WORK TASK = Among the entries below, find every line that has "static" and pull it out.

·····

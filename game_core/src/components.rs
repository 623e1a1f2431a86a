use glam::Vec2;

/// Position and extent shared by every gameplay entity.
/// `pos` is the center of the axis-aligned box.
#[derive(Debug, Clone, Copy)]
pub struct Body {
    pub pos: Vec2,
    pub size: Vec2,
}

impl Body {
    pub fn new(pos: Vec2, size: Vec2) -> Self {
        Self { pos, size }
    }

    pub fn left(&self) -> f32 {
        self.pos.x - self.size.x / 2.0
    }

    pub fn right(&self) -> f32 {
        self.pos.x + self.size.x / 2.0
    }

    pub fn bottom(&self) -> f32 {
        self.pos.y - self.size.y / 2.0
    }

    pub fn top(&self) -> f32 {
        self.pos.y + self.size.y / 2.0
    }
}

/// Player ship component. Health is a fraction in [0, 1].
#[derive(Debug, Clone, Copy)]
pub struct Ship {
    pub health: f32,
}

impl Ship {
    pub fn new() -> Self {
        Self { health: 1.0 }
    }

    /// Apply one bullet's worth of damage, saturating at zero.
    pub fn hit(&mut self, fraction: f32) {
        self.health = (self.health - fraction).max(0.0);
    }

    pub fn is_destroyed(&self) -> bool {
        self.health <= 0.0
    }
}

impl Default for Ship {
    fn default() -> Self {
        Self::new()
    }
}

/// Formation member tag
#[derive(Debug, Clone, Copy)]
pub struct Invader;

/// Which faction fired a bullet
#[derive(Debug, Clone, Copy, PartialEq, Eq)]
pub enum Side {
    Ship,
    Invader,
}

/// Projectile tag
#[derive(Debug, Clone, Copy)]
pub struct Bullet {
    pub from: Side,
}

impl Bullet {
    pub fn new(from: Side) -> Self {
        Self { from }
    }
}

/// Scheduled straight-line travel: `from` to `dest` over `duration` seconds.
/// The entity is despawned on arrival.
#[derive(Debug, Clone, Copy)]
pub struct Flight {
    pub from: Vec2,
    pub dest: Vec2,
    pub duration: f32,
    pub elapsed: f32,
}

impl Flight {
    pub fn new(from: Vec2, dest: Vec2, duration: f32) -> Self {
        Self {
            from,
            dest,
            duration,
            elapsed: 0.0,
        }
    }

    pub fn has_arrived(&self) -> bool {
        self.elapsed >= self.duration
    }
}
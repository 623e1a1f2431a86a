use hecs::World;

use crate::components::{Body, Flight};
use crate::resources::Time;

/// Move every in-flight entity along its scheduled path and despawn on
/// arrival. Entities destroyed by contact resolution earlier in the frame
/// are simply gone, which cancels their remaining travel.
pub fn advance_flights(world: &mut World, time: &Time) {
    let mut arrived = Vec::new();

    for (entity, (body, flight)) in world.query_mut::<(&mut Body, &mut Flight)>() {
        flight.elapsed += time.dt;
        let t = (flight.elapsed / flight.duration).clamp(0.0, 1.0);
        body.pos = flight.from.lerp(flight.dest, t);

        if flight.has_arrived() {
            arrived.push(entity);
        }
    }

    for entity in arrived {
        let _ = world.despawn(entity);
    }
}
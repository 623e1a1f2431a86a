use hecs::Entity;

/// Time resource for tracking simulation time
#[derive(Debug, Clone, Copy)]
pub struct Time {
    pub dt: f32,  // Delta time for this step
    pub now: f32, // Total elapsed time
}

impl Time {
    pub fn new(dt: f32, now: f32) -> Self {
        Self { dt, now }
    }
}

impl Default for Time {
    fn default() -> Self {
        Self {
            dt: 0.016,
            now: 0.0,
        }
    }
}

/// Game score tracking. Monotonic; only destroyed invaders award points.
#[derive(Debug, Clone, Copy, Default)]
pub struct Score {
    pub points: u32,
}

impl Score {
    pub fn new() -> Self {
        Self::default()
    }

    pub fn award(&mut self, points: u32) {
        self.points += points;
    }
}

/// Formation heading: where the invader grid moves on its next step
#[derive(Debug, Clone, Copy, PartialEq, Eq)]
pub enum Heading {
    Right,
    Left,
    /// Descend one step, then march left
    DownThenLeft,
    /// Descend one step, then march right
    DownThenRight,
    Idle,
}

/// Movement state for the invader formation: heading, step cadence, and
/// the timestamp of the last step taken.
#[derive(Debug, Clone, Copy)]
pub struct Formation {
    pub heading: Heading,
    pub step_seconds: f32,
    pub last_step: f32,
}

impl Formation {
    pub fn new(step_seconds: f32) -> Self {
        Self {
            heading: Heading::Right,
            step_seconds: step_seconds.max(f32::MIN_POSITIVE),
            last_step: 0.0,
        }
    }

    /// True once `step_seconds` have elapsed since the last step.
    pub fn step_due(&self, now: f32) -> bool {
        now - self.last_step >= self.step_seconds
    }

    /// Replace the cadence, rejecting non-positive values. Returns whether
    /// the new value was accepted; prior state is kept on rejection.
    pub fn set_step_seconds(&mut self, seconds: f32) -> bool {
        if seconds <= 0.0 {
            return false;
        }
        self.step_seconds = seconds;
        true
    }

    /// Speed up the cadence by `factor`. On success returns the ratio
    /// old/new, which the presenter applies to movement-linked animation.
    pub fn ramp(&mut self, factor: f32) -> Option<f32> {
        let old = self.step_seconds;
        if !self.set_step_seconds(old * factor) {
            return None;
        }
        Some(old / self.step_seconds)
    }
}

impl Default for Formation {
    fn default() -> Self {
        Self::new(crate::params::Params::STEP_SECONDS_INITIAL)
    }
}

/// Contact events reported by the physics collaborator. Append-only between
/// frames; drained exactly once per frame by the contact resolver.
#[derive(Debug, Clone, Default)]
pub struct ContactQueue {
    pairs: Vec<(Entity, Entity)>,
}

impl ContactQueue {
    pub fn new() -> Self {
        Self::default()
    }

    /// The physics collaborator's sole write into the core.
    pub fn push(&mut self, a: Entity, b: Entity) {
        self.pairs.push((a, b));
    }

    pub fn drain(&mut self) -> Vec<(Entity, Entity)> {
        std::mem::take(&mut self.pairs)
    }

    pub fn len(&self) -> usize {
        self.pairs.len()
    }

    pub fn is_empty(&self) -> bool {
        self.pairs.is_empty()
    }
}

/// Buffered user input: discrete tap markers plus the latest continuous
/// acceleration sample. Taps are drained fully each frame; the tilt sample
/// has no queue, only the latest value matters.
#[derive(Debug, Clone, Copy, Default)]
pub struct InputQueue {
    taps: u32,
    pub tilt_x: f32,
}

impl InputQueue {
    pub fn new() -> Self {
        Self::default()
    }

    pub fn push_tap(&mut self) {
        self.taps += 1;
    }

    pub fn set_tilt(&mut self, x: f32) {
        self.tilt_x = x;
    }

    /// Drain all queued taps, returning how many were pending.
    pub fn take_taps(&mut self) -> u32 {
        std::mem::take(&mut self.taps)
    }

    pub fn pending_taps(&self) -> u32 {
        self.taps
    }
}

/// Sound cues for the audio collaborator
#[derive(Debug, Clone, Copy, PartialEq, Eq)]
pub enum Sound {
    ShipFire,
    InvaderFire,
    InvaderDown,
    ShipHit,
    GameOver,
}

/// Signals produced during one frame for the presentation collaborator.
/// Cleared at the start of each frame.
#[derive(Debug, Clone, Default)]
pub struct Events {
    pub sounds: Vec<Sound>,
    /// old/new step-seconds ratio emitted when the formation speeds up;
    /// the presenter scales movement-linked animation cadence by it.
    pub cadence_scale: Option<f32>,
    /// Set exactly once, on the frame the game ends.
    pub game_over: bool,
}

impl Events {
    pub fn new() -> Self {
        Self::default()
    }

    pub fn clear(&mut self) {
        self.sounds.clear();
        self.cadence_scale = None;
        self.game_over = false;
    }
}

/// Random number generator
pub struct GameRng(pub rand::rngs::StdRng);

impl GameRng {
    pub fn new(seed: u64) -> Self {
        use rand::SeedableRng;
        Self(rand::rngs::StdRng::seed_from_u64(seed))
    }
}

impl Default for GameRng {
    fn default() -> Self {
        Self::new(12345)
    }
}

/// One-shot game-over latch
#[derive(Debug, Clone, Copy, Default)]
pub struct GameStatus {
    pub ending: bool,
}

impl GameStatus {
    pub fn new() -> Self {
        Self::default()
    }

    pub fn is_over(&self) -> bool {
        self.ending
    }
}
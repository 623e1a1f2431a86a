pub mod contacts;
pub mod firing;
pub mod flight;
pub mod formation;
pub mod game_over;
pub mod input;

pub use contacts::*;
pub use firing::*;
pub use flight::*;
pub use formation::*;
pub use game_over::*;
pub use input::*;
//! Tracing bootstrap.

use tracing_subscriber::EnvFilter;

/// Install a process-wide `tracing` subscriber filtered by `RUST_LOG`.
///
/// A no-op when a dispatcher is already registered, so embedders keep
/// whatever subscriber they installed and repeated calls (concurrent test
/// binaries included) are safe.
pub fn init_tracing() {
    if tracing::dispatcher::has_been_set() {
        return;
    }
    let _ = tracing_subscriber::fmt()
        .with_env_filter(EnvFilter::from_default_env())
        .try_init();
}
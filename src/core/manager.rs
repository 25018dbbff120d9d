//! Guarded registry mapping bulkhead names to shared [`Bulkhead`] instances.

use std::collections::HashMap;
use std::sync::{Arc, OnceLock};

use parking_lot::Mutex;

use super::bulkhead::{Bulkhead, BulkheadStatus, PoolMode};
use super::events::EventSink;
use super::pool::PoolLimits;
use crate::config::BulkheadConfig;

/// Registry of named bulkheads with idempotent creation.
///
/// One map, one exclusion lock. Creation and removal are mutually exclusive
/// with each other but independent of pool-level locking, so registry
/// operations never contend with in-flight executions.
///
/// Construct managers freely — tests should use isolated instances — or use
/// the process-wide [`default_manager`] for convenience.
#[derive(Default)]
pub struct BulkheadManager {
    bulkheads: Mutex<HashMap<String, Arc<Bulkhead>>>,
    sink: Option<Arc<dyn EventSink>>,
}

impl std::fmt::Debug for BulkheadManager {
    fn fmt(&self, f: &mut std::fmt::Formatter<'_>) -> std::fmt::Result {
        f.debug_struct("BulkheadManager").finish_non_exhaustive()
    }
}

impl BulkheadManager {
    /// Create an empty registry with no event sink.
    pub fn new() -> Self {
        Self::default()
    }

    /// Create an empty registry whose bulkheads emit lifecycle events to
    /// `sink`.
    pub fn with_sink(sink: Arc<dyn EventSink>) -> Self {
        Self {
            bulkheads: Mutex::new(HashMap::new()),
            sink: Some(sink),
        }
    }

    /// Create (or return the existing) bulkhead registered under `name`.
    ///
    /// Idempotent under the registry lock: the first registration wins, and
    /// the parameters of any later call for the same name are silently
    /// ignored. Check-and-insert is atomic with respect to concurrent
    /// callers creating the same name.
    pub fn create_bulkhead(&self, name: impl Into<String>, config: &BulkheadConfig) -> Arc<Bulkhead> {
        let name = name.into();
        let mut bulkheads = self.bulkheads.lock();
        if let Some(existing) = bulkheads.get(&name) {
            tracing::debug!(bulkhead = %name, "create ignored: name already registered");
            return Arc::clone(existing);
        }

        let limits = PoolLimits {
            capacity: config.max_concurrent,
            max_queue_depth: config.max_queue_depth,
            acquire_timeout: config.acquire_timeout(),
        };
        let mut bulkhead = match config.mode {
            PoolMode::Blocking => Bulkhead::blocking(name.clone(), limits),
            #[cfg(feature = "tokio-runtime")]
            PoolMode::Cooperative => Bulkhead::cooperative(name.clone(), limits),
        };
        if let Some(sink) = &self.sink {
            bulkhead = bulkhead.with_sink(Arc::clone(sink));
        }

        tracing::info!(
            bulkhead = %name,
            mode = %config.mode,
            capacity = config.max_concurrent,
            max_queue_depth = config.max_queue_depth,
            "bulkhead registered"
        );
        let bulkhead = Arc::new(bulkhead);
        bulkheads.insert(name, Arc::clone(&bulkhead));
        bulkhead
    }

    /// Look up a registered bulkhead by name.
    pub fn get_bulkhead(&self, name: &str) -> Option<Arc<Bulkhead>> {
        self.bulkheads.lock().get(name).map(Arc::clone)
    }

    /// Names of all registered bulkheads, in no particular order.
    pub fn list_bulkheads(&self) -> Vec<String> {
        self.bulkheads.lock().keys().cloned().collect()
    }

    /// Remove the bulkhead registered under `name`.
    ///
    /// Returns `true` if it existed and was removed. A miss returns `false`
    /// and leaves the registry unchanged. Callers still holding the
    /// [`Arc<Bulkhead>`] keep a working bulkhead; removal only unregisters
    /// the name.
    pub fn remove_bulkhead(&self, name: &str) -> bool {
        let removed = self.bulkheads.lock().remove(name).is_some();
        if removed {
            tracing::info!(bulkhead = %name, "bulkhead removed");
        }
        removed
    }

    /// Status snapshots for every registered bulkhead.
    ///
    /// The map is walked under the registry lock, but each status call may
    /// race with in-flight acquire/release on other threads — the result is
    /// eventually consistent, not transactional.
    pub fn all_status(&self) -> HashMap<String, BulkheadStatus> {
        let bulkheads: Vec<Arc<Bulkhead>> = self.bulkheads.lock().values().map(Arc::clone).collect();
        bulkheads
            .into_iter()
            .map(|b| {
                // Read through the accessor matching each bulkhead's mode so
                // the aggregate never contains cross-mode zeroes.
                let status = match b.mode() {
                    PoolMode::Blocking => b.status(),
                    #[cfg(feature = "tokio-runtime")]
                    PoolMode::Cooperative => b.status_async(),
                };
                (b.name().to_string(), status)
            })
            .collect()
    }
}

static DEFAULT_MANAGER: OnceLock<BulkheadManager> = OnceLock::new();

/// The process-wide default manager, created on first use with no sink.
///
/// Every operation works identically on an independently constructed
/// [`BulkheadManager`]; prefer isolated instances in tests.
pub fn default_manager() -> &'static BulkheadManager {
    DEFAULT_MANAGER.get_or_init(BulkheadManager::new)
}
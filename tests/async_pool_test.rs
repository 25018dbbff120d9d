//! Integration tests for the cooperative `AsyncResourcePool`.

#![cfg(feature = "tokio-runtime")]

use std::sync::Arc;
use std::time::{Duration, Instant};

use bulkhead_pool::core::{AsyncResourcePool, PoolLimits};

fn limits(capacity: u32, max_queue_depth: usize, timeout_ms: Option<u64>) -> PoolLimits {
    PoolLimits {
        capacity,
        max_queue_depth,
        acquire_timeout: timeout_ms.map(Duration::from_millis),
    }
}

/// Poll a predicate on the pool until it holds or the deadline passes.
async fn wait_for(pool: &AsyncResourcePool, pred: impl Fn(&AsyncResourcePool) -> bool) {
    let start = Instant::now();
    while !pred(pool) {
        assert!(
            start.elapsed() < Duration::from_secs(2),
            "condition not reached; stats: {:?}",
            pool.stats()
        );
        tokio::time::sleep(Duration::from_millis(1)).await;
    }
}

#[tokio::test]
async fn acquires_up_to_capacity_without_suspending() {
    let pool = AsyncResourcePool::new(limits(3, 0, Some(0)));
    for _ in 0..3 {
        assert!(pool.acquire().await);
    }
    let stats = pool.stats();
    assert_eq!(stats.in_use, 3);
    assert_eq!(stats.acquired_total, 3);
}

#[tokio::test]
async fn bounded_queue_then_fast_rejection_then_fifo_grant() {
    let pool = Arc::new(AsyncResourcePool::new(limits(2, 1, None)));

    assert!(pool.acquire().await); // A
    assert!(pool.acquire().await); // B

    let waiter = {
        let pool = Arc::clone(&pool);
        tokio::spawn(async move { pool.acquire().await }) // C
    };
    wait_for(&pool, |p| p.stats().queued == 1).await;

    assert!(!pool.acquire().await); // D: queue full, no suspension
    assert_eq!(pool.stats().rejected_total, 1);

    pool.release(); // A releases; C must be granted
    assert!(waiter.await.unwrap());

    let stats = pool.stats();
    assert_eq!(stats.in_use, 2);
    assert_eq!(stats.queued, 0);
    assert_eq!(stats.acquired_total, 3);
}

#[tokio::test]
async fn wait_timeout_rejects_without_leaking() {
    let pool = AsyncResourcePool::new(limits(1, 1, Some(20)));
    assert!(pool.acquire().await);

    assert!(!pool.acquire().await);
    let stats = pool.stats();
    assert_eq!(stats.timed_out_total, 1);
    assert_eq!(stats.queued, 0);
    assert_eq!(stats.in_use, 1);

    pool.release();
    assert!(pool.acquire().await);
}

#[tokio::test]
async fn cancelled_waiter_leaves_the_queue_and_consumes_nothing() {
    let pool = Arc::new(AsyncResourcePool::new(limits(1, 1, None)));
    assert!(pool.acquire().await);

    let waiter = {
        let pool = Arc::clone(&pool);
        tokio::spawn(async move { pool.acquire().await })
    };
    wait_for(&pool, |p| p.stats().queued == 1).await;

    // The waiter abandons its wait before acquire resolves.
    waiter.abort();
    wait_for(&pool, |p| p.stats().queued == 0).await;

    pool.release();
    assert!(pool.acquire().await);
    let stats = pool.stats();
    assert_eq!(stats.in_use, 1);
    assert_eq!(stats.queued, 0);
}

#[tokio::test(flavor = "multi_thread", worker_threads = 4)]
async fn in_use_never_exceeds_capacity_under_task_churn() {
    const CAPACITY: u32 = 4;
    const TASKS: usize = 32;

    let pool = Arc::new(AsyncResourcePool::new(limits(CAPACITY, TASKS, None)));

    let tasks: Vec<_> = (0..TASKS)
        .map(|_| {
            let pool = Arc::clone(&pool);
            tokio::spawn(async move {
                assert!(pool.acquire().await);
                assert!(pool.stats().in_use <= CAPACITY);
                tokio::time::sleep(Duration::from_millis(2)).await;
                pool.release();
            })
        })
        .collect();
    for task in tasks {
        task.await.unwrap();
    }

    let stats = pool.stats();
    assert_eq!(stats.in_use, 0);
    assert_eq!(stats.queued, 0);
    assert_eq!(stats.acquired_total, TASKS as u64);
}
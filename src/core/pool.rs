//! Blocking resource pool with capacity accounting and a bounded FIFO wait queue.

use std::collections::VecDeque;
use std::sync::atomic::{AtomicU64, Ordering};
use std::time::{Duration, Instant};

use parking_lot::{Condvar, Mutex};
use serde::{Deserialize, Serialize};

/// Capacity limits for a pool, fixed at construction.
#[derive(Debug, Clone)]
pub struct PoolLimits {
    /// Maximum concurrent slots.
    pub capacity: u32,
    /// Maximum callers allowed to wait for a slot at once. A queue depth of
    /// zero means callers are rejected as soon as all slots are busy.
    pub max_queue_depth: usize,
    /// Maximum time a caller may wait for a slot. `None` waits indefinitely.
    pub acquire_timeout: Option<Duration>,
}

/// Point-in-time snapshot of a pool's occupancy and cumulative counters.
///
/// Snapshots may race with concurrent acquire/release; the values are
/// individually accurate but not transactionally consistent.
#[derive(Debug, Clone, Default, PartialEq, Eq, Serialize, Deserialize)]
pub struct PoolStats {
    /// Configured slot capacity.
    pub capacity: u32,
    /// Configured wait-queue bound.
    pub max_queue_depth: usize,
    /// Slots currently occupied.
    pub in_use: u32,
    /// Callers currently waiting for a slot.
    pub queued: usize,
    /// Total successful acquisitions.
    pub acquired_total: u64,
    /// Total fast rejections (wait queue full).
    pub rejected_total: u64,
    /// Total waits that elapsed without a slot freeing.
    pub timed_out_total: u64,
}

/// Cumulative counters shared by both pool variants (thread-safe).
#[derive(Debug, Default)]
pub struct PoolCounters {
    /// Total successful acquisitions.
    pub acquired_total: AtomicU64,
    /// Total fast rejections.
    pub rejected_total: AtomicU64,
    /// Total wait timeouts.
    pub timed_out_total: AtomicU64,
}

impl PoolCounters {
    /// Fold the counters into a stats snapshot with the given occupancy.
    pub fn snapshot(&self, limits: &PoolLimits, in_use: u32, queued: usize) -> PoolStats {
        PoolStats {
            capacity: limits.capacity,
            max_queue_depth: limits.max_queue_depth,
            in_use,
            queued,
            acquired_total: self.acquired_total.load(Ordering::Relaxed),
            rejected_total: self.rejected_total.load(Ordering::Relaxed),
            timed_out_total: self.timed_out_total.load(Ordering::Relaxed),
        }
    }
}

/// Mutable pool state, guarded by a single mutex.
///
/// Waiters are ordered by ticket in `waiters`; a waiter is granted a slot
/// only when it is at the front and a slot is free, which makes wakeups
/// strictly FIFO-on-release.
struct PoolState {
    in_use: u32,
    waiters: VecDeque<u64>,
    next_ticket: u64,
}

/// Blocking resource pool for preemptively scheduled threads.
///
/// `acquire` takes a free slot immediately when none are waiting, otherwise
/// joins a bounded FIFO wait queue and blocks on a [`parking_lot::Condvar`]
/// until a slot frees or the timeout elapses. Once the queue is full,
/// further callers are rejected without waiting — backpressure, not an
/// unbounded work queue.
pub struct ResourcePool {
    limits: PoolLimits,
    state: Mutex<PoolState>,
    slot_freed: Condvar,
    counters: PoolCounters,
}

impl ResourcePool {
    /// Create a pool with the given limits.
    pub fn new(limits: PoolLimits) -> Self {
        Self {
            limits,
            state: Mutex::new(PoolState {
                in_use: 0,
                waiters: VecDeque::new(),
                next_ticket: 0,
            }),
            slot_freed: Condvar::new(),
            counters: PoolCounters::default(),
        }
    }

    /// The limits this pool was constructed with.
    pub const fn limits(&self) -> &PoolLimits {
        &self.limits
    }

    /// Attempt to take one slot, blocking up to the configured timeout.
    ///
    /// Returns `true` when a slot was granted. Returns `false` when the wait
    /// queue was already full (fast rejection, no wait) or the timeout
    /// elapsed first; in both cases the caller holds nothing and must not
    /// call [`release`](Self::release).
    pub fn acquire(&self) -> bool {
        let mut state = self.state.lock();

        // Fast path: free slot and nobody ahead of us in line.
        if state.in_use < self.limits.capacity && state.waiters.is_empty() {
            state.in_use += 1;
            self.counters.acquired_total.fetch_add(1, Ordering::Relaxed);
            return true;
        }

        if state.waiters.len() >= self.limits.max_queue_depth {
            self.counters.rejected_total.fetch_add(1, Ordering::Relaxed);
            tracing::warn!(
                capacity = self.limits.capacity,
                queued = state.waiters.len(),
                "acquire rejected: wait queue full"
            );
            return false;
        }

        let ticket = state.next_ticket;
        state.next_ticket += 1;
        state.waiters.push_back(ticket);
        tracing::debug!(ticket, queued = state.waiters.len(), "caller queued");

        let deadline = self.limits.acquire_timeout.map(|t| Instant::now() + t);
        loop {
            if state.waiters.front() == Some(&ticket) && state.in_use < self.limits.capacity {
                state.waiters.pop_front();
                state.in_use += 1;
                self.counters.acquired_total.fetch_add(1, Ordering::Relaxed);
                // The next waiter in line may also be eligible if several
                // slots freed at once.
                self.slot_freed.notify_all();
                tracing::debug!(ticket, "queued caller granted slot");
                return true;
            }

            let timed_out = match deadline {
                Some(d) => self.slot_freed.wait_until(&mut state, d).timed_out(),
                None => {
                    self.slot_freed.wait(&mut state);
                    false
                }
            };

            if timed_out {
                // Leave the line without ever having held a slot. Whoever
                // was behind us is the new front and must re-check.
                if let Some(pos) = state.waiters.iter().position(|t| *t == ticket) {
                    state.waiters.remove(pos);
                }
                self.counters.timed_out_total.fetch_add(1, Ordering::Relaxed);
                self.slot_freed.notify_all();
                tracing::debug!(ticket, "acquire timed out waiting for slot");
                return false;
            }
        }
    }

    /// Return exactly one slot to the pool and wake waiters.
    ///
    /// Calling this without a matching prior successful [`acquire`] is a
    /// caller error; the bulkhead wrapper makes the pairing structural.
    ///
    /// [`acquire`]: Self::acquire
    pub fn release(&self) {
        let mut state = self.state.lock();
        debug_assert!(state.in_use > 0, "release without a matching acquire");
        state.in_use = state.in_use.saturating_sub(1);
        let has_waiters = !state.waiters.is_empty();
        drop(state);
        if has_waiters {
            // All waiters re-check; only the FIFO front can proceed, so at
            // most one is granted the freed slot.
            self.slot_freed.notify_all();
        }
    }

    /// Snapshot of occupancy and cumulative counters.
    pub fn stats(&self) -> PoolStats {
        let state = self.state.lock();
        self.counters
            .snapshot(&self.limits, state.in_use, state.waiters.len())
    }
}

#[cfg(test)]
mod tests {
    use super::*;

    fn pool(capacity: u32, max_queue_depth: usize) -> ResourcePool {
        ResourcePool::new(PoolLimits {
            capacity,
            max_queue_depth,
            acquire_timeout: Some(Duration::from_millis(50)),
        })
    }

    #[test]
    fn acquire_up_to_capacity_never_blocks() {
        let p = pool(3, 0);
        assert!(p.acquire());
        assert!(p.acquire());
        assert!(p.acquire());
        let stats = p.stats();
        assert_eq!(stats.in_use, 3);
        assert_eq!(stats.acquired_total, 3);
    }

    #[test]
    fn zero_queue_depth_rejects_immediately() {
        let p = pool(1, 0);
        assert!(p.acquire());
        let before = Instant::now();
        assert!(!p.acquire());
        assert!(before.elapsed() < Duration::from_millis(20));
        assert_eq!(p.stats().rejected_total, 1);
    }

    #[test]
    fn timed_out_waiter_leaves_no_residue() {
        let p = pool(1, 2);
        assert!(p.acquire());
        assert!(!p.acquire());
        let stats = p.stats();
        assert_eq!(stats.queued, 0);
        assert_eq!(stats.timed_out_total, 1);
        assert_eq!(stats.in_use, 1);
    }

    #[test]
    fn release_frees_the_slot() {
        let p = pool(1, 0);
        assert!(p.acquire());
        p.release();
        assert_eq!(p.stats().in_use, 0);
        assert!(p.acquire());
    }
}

·····

ANSWER FOR THE TASK =
static DEFAULT_MANAGER: OnceLock<BulkheadManager> = OnceLock::new();
pub fn default_manager() -> &'static BulkheadManager {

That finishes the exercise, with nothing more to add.